I do have Windows Update set to automatic.  Is it common for them to to try an defrag?

 

Additional information:  Since this morning, I've been monitoring Norton's activity on my computers.  I'm in the middle of a full system scan on one of the Windows 7 machines.  On the other, I have just seen this: 

 

13 entries, back-to-back over about 2 seconds, listed as "Severity: Info" saying "Norton Community Watch Feedback", Status "Pending".  After those 13 entries are two more (also listed as "Severity: Info") saying "Norton Error Reporting Submission" within 2 seconds of each other.  When I open these two error messages though, I see a lot of info, and if I open "More Details" and look under "Advanced Details" one says "Severity: Low" and one says "Severity: High".

 

Would there be a relation between all of these and the high activity today?

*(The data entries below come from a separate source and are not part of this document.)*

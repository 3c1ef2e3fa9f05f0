//! Starting, finishing and cancelling sync workers.
//!
//! Ordering per job:
//! lock acquired -> job record initialized -> worker spawned -> (worker runs)
//! -> job record finalized -> lock released.
//! The record is always finalized before the lock is released, so a poller
//! never sees a free lock next to a record still marked running.

use std::sync::Arc;
use std::time::{Duration, Instant};

use chrono::Utc;
use metrics::{counter, histogram};
use tokio::sync::oneshot;
use tokio::task::JoinHandle;

use crate::error::{StoreError, SyncError, SyncResult};
use crate::job_state::{JobStateStore, MergeOutcome, TerminalPatch};
use crate::launcher::{Launcher, WorkerExit, WorkerSpec};
use crate::lock::{LockHandle, LockManager};
use crate::signal;
use crate::types::{SyncKind, SyncTarget};

/// Re-inspections allowed while a cancelled lock changes under us.
const CANCEL_ATTEMPTS: usize = 3;

/// A successfully launched job.
#[derive(Debug)]
pub struct StartedSync {
    pub job_id: String,
    pub pid: u32,
    /// Resolves once the job has been finalized and its lock released.
    /// Dropping it does not affect the job.
    pub finalized: JoinHandle<()>,
}

#[derive(Clone)]
pub struct SyncSupervisor {
    locks: LockManager,
    jobs: JobStateStore,
    launcher: Arc<dyn Launcher>,
}

impl SyncSupervisor {
    pub fn new(locks: LockManager, jobs: JobStateStore, launcher: Arc<dyn Launcher>) -> Self {
        Self {
            locks,
            jobs,
            launcher,
        }
    }

    pub fn locks(&self) -> &LockManager {
        &self.locks
    }

    pub fn jobs(&self) -> &JobStateStore {
        &self.jobs
    }

    /// Launch a worker for `target`. Returns as soon as the worker is running.
    pub async fn start(&self, target: SyncTarget) -> SyncResult<StartedSync> {
        let kind = target.kind();
        let job_id = ulid::Ulid::new().to_string();

        let handle = match self
            .locks
            .try_acquire(kind, target.conversation_id(), &job_id)
            .await
        {
            Ok(handle) => handle,
            Err(err) => {
                if matches!(err, SyncError::Busy { .. }) {
                    counter!("sync_conflicts_total", "kind" => kind.as_str()).increment(1);
                }
                return Err(err);
            }
        };

        if let Err(e) = self.jobs.init(&target, &job_id).await {
            tracing::error!(kind = %kind, job_id = %job_id, error = %e, "Failed to initialize job state");
            if let Err(release_err) = self.locks.release_if_held(&handle).await {
                tracing::error!(error = %release_err, "Failed to release lock after init failure");
            }
            return Err(e.into());
        }

        let spec = WorkerSpec {
            kind,
            job_id: job_id.clone(),
            conversation_id: target.conversation_id().map(str::to_owned),
            state: self.jobs.location(kind),
        };
        let launched = match self.launcher.spawn(&spec) {
            Ok(launched) => launched,
            Err(e) => {
                let message = e.to_string();
                self.abort_launch(&handle, &message).await;
                return Err(SyncError::SpawnFailed(message));
            }
        };
        let pid = launched.pid;

        let handle = match self.locks.reassign(&handle, pid).await {
            Ok(Some(updated)) => updated,
            Ok(None) => {
                tracing::warn!(job_id = %job_id, pid, "Lock changed during launch, worker pid not recorded");
                handle
            }
            Err(e) => {
                tracing::error!(job_id = %job_id, pid, error = %e, "Failed to record worker pid on lock");
                handle
            }
        };

        counter!("sync_starts_total", "kind" => kind.as_str()).increment(1);
        tracing::info!(kind = %kind, job_id = %job_id, pid, "Sync started");

        let this = self.clone();
        let started_at = Instant::now();
        let finalized = tokio::spawn(async move {
            this.finish(handle, launched.exit, started_at).await;
        });

        Ok(StartedSync {
            job_id,
            pid,
            finalized,
        })
    }

    /// Record the worker's exit, then release the lock. Runs once per job.
    async fn finish(self, handle: LockHandle, exit: oneshot::Receiver<WorkerExit>, started_at: Instant) {
        let exit = exit.await.unwrap_or_else(|_| WorkerExit {
            code: None,
            stderr_tail: "worker monitor dropped before reporting exit".to_string(),
        });
        let kind = handle.kind();
        let job_id = handle.job_id();
        let now = Utc::now();

        let patch = if exit.success() {
            tracing::info!(kind = %kind, job_id = %job_id, "Sync worker completed");
            TerminalPatch::completed(now, 0)
        } else {
            let message = exit.failure_message();
            tracing::warn!(
                kind = %kind,
                job_id = %job_id,
                exit_code = ?exit.code,
                error = %message,
                "Sync worker failed"
            );
            TerminalPatch::failed(now, exit.code, message)
        };

        if let Err(e) = self.finalize(kind, job_id, &patch).await {
            // Never free the lock next to an active record; the TTL reclaims it.
            tracing::error!(
                kind = %kind,
                job_id = %job_id,
                error = %e,
                "Job state not finalized, leaving sync lock for TTL expiry"
            );
            record_finished(kind, patch.status.as_str(), started_at.elapsed());
            return;
        }

        match self.locks.release_if_held(&handle).await {
            Ok(true) => {}
            Ok(false) => tracing::debug!(job_id = %job_id, "Lock already released or taken over"),
            Err(e) => tracing::error!(job_id = %job_id, error = %e, "Failed to release sync lock"),
        }

        record_finished(kind, patch.status.as_str(), started_at.elapsed());
    }

    /// Write the terminal patch, overwriting if the worker keeps contending.
    /// On error the record may still show the job as active.
    async fn finalize(
        &self,
        kind: SyncKind,
        job_id: &str,
        patch: &TerminalPatch,
    ) -> Result<(), StoreError> {
        match self.jobs.merge_terminal_for(kind, job_id, patch).await {
            Ok(MergeOutcome::Applied | MergeOutcome::NotOurs) => return Ok(()),
            Ok(MergeOutcome::Contended) => {}
            Err(e) => tracing::warn!(job_id = %job_id, error = %e, "Failed to merge terminal job state"),
        }
        self.jobs.force_terminal_for(kind, job_id, patch).await?;
        Ok(())
    }

    /// The worker never started: no exit event will follow.
    async fn abort_launch(&self, handle: &LockHandle, message: &str) {
        let kind = handle.kind();
        let job_id = handle.job_id();
        tracing::error!(kind = %kind, job_id = %job_id, error = %message, "Failed to spawn sync worker");

        let patch = TerminalPatch::failed(Utc::now(), None, message);
        if let Err(e) = self.finalize(kind, job_id, &patch).await {
            tracing::error!(job_id = %job_id, error = %e, "Failed to mark job failed after spawn error");
        }
        if let Err(e) = self.locks.release_if_held(handle).await {
            tracing::error!(job_id = %job_id, error = %e, "Failed to release lock after spawn error");
        }
        record_finished(kind, "failed", Duration::ZERO);
    }

    /// Cancel the running job of `kind`.
    ///
    /// Optimistic: the worker is signalled but not waited for, and the job is
    /// marked cancelled and the lock released regardless of whether it stops.
    pub async fn cancel(&self, kind: SyncKind) -> SyncResult<()> {
        let mut cancelled_job: Option<String> = None;

        for _ in 0..CANCEL_ATTEMPTS {
            let held = self
                .locks
                .inspect()
                .await?
                .into_handle()
                .filter(|h| h.kind() == kind);
            let handle = match (held, cancelled_job.as_deref()) {
                (None, None) => return Err(SyncError::NotFound(kind)),
                // Released by the exit handler, or replaced by a newer job.
                (None, Some(_)) => return Ok(()),
                (Some(h), Some(job)) if h.job_id() != job => return Ok(()),
                (Some(h), _) => h,
            };
            let job_id = handle.job_id().to_owned();

            signal::terminate(handle.record().owner_pid);
            self.finalize(kind, &job_id, &TerminalPatch::cancelled(Utc::now()))
                .await?;

            if self.locks.release_if_held(&handle).await? {
                counter!("sync_cancellations_total", "kind" => kind.as_str()).increment(1);
                tracing::info!(kind = %kind, job_id = %job_id, "Sync cancelled");
                return Ok(());
            }
            // The launch path recorded the worker pid meanwhile; retry with the new record.
            cancelled_job = Some(job_id);
        }

        tracing::warn!(kind = %kind, "Lock kept changing during cancel, releasing unconditionally");
        self.locks.release().await?;
        Ok(())
    }
}

fn record_finished(kind: SyncKind, status: &'static str, duration: Duration) {
    counter!("sync_finished_total", "kind" => kind.as_str(), "status" => status).increment(1);
    histogram!("sync_duration_seconds", "kind" => kind.as_str()).record(duration.as_secs_f64());
}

Further to my previous post, I've gone back through my Norton Product Tamper Protection history and have also seen a large upswing of these blocks for dfrgntfs.exe, starting on 09-Sep-2013 @ 7:41:44 PM and continuing through to the present, so it can't have anything to do with Patch Tuesday.

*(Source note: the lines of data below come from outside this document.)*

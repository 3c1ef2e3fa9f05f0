//! Shared vocabulary for sync jobs.

use serde::{Deserialize, Serialize};
use std::fmt;

/// Which kind of sync job a lock or job record belongs to.
///
/// Both kinds share one exclusion domain: a live lock of either kind blocks
/// starting the other.
#[derive(Debug, Clone, Copy, PartialEq, Eq, Hash, Serialize, Deserialize)]
#[serde(rename_all = "lowercase")]
pub enum SyncKind {
    /// Full history sync across every conversation.
    Global,
    /// Sync scoped to a single conversation.
    Single,
}

impl SyncKind {
    pub fn as_str(self) -> &'static str {
        match self {
            Self::Global => "global",
            Self::Single => "single",
        }
    }
}

impl fmt::Display for SyncKind {
    fn fmt(&self, f: &mut fmt::Formatter<'_>) -> fmt::Result {
        f.write_str(self.as_str())
    }
}

/// What a start request asks to sync.
#[derive(Debug, Clone, PartialEq, Eq)]
pub enum SyncTarget {
    Global,
    Conversation(String),
}

impl SyncTarget {
    pub fn kind(&self) -> SyncKind {
        match self {
            Self::Global => SyncKind::Global,
            Self::Conversation(_) => SyncKind::Single,
        }
    }

    pub fn conversation_id(&self) -> Option<&str> {
        match self {
            Self::Global => None,
            Self::Conversation(id) => Some(id),
        }
    }
}

/// Lifecycle status stored in a job record.
#[derive(Debug, Clone, Copy, PartialEq, Eq, Serialize, Deserialize)]
#[serde(rename_all = "lowercase")]
pub enum JobStatus {
    /// Single-conversation job written before the worker reports in.
    Starting,
    Running,
    Completed,
    Failed,
    Cancelled,
}

impl JobStatus {
    /// Terminal statuses are never overwritten by a later transition.
    pub fn is_terminal(self) -> bool {
        matches!(self, Self::Completed | Self::Failed | Self::Cancelled)
    }

    pub fn as_str(self) -> &'static str {
        match self {
            Self::Starting => "starting",
            Self::Running => "running",
            Self::Completed => "completed",
            Self::Failed => "failed",
            Self::Cancelled => "cancelled",
        }
    }
}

It could be coincidental, but I currenlty have automactic LiveUpdates disabled on my system and only run my LiveUpdates manually once or twice a day, and noticed I ran a LiveUpdate on 09-Sep-2013 @ 7:41:38 PM.

 

Sorry, Calls.  I didn't really understand what your concern was until I saw drexxell's post.
------------
MS Windows Vista Home Premium 32-bit SP2 * Firefox 23.0.1 * IE 9.0 * NIS 2013 v. 20.4.0.40
HP Pavilion dv6835ca, Intel Core2Duo CPU T5550 @ 1.83 GHz, 3.0 GB RAM, NVIDIA GeForce 8400M GS

I re-started my system (full power down, not just a soft re-boot), ran another manual LiveUpdate, and haven't seen any of these dfgrntfs.exe blocks since.  I'll post back if they re-appear.

------------
MS Windows Vista Home Premium 32-bit SP2 * Firefox 23.0.1 * IE 9.0 * NIS 2013 v. 20.4.0.40
HP Pavilion dv6835ca, Intel Core2Duo CPU T5550 @ 1.83 GHz, 3.0 GB RAM, NVIDIA GeForce 8400M GS

Calls, I having this problem too. This is very suspicious.

 

http://community.norton.com/t5/Norton-Internet-Security-Norton/Unauthorized-Access-Blocked-open-file-Major-security-breach-in/td-p/1020259

Hi to all,

 

I have to say that I have automatic, (scheduled defragmentation), set to OFF.

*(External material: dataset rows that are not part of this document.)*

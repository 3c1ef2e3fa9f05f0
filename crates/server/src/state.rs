// crates/server/src/state.rs
//! Application state for the Axum server.

use std::sync::Arc;
use std::time::{Duration, Instant};

use anyhow::Result;
use inbox_sync_core::{
    FileStore, JobStateStore, Launcher, LockManager, ProcessLauncher, StateStore,
    StatusAggregator, SyncSupervisor,
};
use inbox_sync_db::Database;

use crate::config::{Config, LockBackend};

/// Shared application state accessible from all route handlers.
///
/// Holds handles only: every sync decision is made against the persisted
/// lock and job records, never against in-process state.
pub struct AppState {
    /// Server start time for uptime tracking.
    pub start_time: Instant,
    /// Starts and cancels sync workers.
    pub supervisor: SyncSupervisor,
    /// Read-only view over the lock and job records.
    pub status: StatusAggregator,
    /// Listener heartbeat and lock rows.
    pub db: Database,
    /// Whether start and cancel requests are accepted.
    pub sync_enabled: bool,
}

impl AppState {
    /// Wire up state over an existing record store and launcher.
    pub fn new(
        store: Arc<dyn StateStore>,
        launcher: Arc<dyn Launcher>,
        db: Database,
        lock_ttl: Duration,
        sync_enabled: bool,
    ) -> Arc<Self> {
        let locks = LockManager::new(store.clone(), lock_ttl);
        let jobs = JobStateStore::new(store);
        Arc::new(Self {
            start_time: Instant::now(),
            supervisor: SyncSupervisor::new(locks.clone(), jobs.clone(), launcher),
            status: StatusAggregator::new(locks, jobs),
            db,
            sync_enabled,
        })
    }

    /// Open the configured database and record store.
    pub async fn from_config(config: &Config) -> Result<Arc<Self>> {
        let db = Database::new(&config.db_path()?).await?;
        let store: Arc<dyn StateStore> = match config.lock_backend {
            LockBackend::File => Arc::new(FileStore::new(config.state_dir()?)?),
            LockBackend::Sqlite => Arc::new(db.clone()),
        };
        let launcher = Arc::new(ProcessLauncher::new(config.worker_command()));
        tracing::info!(
            backend = ?config.lock_backend,
            worker = %config.worker.display(),
            sync_enabled = config.sync_enabled,
            "Sync state initialized"
        );
        Ok(Self::new(
            store,
            launcher,
            db,
            config.lock_ttl(),
            config.sync_enabled,
        ))
    }

    /// Get the server uptime in seconds.
    pub fn uptime_secs(&self) -> u64 {
        self.start_time.elapsed().as_secs()
    }
}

I prefer doing this manually.

I do not have any related logs in NIS 2014 history.

Try this out and see if that solves the issue.

Hope this helps,

 

Regards,

Hi Melen:

 

Are you running Win 7 or WIn 8?  On XP and Vista machines, the program being blocked is dfrgntfs.exe.  Your thread mentioned that the program being blocked on your machine is usually svchost.exe (the main Windows process that runs multiple Windows services like defragging, etc.), which is what drexxall reported seeing on his Win 7 machines.

 

And for other users who are not seeing this problem, here's a screenshot of my recent history showing that these blocks were occurring multiple times per minute around midnight last night before I powered off my system.

 

NIS 2013 dfrgntfs Multiple Blocks.jpg

 

 

My system re-start this morning seems to have solved (or at least improved) the problem.  I've gotten a few "unauthorized access blocked" messages for svchost.exe and services.exe in the past hour, but these infrequent blocks are normal on my system.

------------
MS Windows Vista Home Premium 32-bit SP2 * Firefox 23.0.1 * IE 9.0 * NIS 2013 v. 20.4.0.40
HP Pavilion dv6835ca, Intel Core2Duo CPU T5550 @ 1.83 GHz, 3.0 GB RAM, NVIDIA GeForce 8400M GS

Thanks all for the feedback
I started noticing these 9/10/13 @ around 7:30am central U S time. I did not run Microsoft updates until today around 7:45am
So I don’t think it has to do with Microsoft updates.
I did renew my NIS2012 subscription in the evening if Monday 9/9/13. Then noticed this the next morning.
Did anyone else renew a subscription before this started to show in the logs?
Or as brought up earlier, did norton just change the way they log things? But would they add that change to an older product like 2012?